What are the prevailing behaviors?

The main obsessions of these patients can focus on body weight, skin tone, scars, the size of the arms or hips, the shape and size of the nose, the shape of the face, hair, among others .

When the disorder occurs in children or adolescents, it can affect school performance, increase absenteeism (the child does not want to go to class because he is ashamed), cause social isolation, withdrawal, etc.

People with dysmorphic disorders can spend many hours of the day looking in the mirror, putting on excessive makeup, and looking for methods to hide the supposed physical defect. On the contrary, you may have an inability to look at your image in the mirror or a photograph, removing all reflective surfaces of the house.

It is common for those who suffer from this disorder to undergo dermatological, dental, surgical or other aesthetic treatments in order to correct the perceived defect. But the problem does not usually disappear after the interventions and the person feels worse and worse and returns, in many cases, to the treatment, falling into a vicious circle.

Sometimes the person seeks to compulsively check the perceived defect. To do this, seek opinions from family and friends. In other cases, keep the obsession secret. Also frequent are comparisons with the body or physique of other people, celebrities, influencers, etc.

Dysmorphic disorder and eating disorders

It is important to clarify that not all people with dysmorphic disorder also develop an eating disorder.
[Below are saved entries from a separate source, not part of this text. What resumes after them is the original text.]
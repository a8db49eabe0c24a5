//! # Host Sim
//!
//! In-memory measurement host for engine tests and the CLI: channel
//! registry, sample recorder, manual master clock and a collecting
//! diagnostics sink.

mod clock;
mod diagnostics;
mod recorder;
mod registry;

pub use clock::ManualClock;
pub use diagnostics::CollectingDiagnostics;
pub use recorder::{AsyncSample, EmittedBlock, SampleRecorder};
pub use registry::{MemoryRegistry, RegistryFailures, RegistryStats};

use contracts::{
    ChannelConfig, ChannelHandle, ChannelKey, ChannelRegistry, ContractError, MasterClock,
    MasterTimestamp, SampleEmitter,
};

/// Registry, emitter and clock in one value
#[derive(Debug, Default)]
pub struct SimHost {
    pub registry: MemoryRegistry,
    pub recorder: SampleRecorder,
    pub clock: ManualClock,
}

impl SimHost {
    /// Host with a master clock running at `frequency`
    pub fn new(frequency: f64) -> Self {
        Self {
            registry: MemoryRegistry::new(),
            recorder: SampleRecorder::new(),
            clock: ManualClock::new(frequency),
        }
    }
}

impl ChannelRegistry for SimHost {
    fn lookup(&self, key: &ChannelKey) -> Option<ChannelHandle> {
        self.registry.lookup(key)
    }

    fn create(
        &mut self,
        key: ChannelKey,
        config: &ChannelConfig,
    ) -> Result<ChannelHandle, ContractError> {
        self.registry.create(key, config)
    }

    fn configure(
        &mut self,
        handle: &ChannelHandle,
        config: &ChannelConfig,
    ) -> Result<(), ContractError> {
        self.registry.configure(handle, config)
    }

    fn remove(&mut self, handle: &ChannelHandle) -> Result<(), ContractError> {
        self.registry.remove(handle)
    }

    fn list(&self) -> Vec<ChannelHandle> {
        self.registry.list()
    }
}

impl SampleEmitter for SimHost {
    fn add_samples(&mut self, channel: &ChannelHandle, start_tick: u64, samples: &[f32]) {
        self.recorder.add_samples(channel, start_tick, samples);
    }

    fn add_async_sample(&mut self, channel: &ChannelHandle, tick: u64, value: f64) {
        self.recorder.add_async_sample(channel, tick, value);
    }
}

impl MasterClock for SimHost {
    fn master_timestamp(&self) -> MasterTimestamp {
        self.clock.master_timestamp()
    }

    fn acquisition_start_ns(&self) -> u64 {
        self.clock.acquisition_start_ns()
    }
}
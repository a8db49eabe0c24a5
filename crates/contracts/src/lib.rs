//! # Contracts
//!
//! Frozen interface contracts shared by every crate of the subscriber engine.
//! Business crates depend on this crate only, never on each other in reverse.
//!
//! ## Time Model
//! - The host master clock (ticks + frequency) is the only time base
//! - Sample positions on the host timeline are `u64` ticks at the board samplerate

mod channel_key;
mod descriptor;
mod engine_config;
mod error;
mod frame;
mod host;
mod transport;

pub use channel_key::{ChannelKey, DATA_CHANNEL_PREFIX};
pub use descriptor::*;
pub use engine_config::*;
pub use error::*;
pub use frame::*;
pub use host::*;
pub use transport::{FrameTransport, TransportConnector};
But when the obsession and distortion go through the silhouette (for example, perceive the hips larger than normal, feel uncomfortable with the size of the belly, etc.) the person can begin to acquire behaviors of an eating disorder.
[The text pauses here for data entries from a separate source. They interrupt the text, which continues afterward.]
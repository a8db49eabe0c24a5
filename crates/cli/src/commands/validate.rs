//! `validate` command implementation.

use std::collections::BTreeMap;

use anyhow::{Context, Result};
use config_loader::ConfigLoader;
use contracts::MetadataSnapshot;
use serde::Serialize;
use tracing::info;

use super::load_metadata;
use crate::cli::ValidateArgs;

/// Validation result for JSON output
#[derive(Serialize)]
struct ValidationResult {
    valid: bool,
    metadata_path: String,
    #[serde(skip_serializing_if = "Option::is_none")]
    config_path: Option<String>,
    #[serde(skip_serializing_if = "Option::is_none")]
    error: Option<String>,
    #[serde(skip_serializing_if = "Option::is_none")]
    warnings: Option<Vec<String>>,
    #[serde(skip_serializing_if = "Option::is_none")]
    summary: Option<MetadataSummary>,
}

#[derive(Serialize)]
struct MetadataSummary {
    samplerate: f64,
    differential: bool,
    channel_count: usize,
    sensor_count: usize,
    delay_baseline: i64,
}

/// Execute the `validate` command
pub fn run_validate(args: &ValidateArgs) -> Result<()> {
    info!(metadata = %args.metadata.display(), "Validating metadata document");

    let result = validate_inputs(args);

    if args.json {
        let json = serde_json::to_string_pretty(&result)
            .context("Failed to serialize validation result")?;
        println!("{}", json);
    } else {
        print_validation_result(&result);
    }

    if result.valid {
        Ok(())
    } else {
        anyhow::bail!("Validation failed")
    }
}

fn validate_inputs(args: &ValidateArgs) -> ValidationResult {
    let mut result = ValidationResult {
        valid: false,
        metadata_path: args.metadata.display().to_string(),
        config_path: args.config.as_ref().map(|p| p.display().to_string()),
        error: None,
        warnings: None,
        summary: None,
    };

    if let Some(ref path) = args.config {
        if let Err(e) = ConfigLoader::load_from_path(path) {
            result.error = Some(format!("config: {e}"));
            return result;
        }
    }

    let snapshot = match load_metadata(&args.metadata) {
        Ok((_, snapshot)) => snapshot,
        Err(e) => {
            result.error = Some(e.to_string());
            return result;
        }
    };

    let calibration = match metadata::resolve(&snapshot) {
        Ok(calibration) => calibration,
        Err(e) => {
            result.error = Some(e.to_string());
            return result;
        }
    };

    let warnings = collect_warnings(&snapshot);
    result.valid = true;
    result.warnings = (!warnings.is_empty()).then_some(warnings);
    result.summary = Some(MetadataSummary {
        samplerate: snapshot.board.samplerate,
        differential: snapshot.board.differential,
        channel_count: snapshot.channel_count(),
        sensor_count: snapshot.sensors.len(),
        delay_baseline: calibration.delay_min(),
    });
    result
}

/// Non-fatal issues of a parsed document
fn collect_warnings(snapshot: &MetadataSnapshot) -> Vec<String> {
    let mut warnings = Vec::new();

    if snapshot.channels.is_empty() {
        warnings.push("No channels described - every data frame will be rejected".to_string());
    }

    let mut columns: BTreeMap<usize, Vec<&str>> = BTreeMap::new();
    for channel in snapshot.channels.values() {
        columns
            .entry(channel.column_index)
            .or_default()
            .push(channel.name.as_str());

        if channel.gain == 0.0 {
            warnings.push(format!("Channel '{}' has zero gain", channel.name));
        }
    }

    for (column, names) in columns {
        if names.len() > 1 {
            warnings.push(format!("Column {} is shared by {}", column, names.join(", ")));
        }
    }

    warnings
}

fn print_validation_result(result: &ValidationResult) {
    if result.valid {
        println!("✓ Metadata document is valid: {}", result.metadata_path);
        if let Some(ref config) = result.config_path {
            println!("✓ Engine configuration is valid: {}", config);
        }

        if let Some(ref summary) = result.summary {
            println!("\n  Sample rate: {} Hz", summary.samplerate);
            println!("  Differential: {}", summary.differential);
            println!("  Channels: {}", summary.channel_count);
            println!("  Sensors: {}", summary.sensor_count);
            println!("  Delay baseline: {}", summary.delay_baseline);
        }

        if let Some(ref warnings) = result.warnings {
            println!("\n⚠ Warnings:");
            for warning in warnings {
                println!("  - {}", warning);
            }
        }
    } else {
        println!("✗ Validation failed: {}", result.metadata_path);
        if let Some(ref error) = result.error {
            println!("\n  Error: {}", error);
        }
    }
}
Some of these behaviors are to stop eating, do excessive and strenuous physical activity or use purgative methods (vomiting, laxatives, diuretics). All this confers greater gravity to the painting.

The coexistence of both disorders can be difficult to detect since the symptoms overlap, especially if the dysmorphia occurs along with anorexia. In this case, the psychiatric staff may demand the need for hospitalization.

To make a correct differential diagnosis and not to confuse a disorder with another, a detailed evaluation of a specialist and interdisciplinary intervention for its treatment is essential.